TASK BRIEF:
Note every line in the entries that contains the string "server", and copy it.

RECORDS SHOWN:
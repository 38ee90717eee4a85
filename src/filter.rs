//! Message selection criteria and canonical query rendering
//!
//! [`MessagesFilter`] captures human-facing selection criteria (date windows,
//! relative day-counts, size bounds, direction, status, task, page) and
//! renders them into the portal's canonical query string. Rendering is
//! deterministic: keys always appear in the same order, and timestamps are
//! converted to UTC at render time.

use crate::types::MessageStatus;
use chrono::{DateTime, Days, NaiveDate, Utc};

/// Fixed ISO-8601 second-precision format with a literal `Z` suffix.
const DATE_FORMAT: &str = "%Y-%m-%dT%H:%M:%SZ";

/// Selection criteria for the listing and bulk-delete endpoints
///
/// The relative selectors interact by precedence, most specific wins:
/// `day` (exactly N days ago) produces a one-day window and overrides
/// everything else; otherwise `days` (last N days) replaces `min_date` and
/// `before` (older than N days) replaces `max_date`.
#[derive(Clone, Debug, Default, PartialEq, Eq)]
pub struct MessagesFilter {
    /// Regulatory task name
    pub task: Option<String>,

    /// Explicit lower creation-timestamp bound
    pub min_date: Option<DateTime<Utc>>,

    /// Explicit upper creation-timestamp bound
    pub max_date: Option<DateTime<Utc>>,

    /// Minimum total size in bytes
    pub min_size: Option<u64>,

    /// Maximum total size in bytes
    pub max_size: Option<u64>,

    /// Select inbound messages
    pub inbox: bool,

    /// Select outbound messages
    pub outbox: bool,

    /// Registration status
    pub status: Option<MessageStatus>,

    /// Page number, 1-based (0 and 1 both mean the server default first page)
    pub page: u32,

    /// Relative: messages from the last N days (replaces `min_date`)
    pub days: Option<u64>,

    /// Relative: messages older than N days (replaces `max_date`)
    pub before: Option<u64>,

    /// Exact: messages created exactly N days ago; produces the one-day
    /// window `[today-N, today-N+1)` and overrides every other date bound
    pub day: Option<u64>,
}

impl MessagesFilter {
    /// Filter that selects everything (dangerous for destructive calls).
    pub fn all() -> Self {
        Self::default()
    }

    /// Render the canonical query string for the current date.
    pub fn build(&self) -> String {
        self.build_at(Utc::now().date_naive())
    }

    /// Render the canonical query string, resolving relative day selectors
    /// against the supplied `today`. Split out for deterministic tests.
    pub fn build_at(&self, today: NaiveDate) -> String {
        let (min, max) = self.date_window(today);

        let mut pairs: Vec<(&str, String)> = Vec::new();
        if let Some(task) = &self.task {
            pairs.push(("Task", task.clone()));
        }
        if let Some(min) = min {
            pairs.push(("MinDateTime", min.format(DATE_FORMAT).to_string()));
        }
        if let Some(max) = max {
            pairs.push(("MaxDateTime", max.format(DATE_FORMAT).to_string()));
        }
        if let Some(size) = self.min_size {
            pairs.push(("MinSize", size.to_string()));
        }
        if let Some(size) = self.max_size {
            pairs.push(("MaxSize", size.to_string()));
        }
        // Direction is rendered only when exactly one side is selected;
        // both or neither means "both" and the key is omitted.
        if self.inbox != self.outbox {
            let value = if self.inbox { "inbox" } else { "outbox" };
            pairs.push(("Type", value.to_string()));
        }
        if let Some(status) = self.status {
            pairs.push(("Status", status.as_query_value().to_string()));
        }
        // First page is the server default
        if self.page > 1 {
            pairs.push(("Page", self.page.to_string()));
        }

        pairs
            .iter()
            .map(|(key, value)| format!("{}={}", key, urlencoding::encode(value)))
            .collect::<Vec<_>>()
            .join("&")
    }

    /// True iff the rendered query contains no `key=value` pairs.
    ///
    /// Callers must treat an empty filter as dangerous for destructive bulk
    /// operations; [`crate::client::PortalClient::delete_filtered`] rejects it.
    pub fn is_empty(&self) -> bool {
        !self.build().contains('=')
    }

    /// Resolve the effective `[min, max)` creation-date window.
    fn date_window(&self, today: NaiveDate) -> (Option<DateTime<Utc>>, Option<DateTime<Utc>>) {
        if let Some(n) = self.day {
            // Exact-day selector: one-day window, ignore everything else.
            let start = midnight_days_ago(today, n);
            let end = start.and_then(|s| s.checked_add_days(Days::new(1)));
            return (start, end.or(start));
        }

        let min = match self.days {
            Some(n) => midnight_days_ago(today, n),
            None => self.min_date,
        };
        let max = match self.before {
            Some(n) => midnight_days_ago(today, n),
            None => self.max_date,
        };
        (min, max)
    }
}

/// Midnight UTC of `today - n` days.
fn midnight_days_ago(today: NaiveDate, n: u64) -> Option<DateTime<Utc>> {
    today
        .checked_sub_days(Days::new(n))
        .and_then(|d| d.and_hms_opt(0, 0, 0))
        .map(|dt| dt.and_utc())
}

EXERCISE RESPONSE:
    /// Page number, 1-based (0 and 1 both mean the server default first page)
        // First page is the server default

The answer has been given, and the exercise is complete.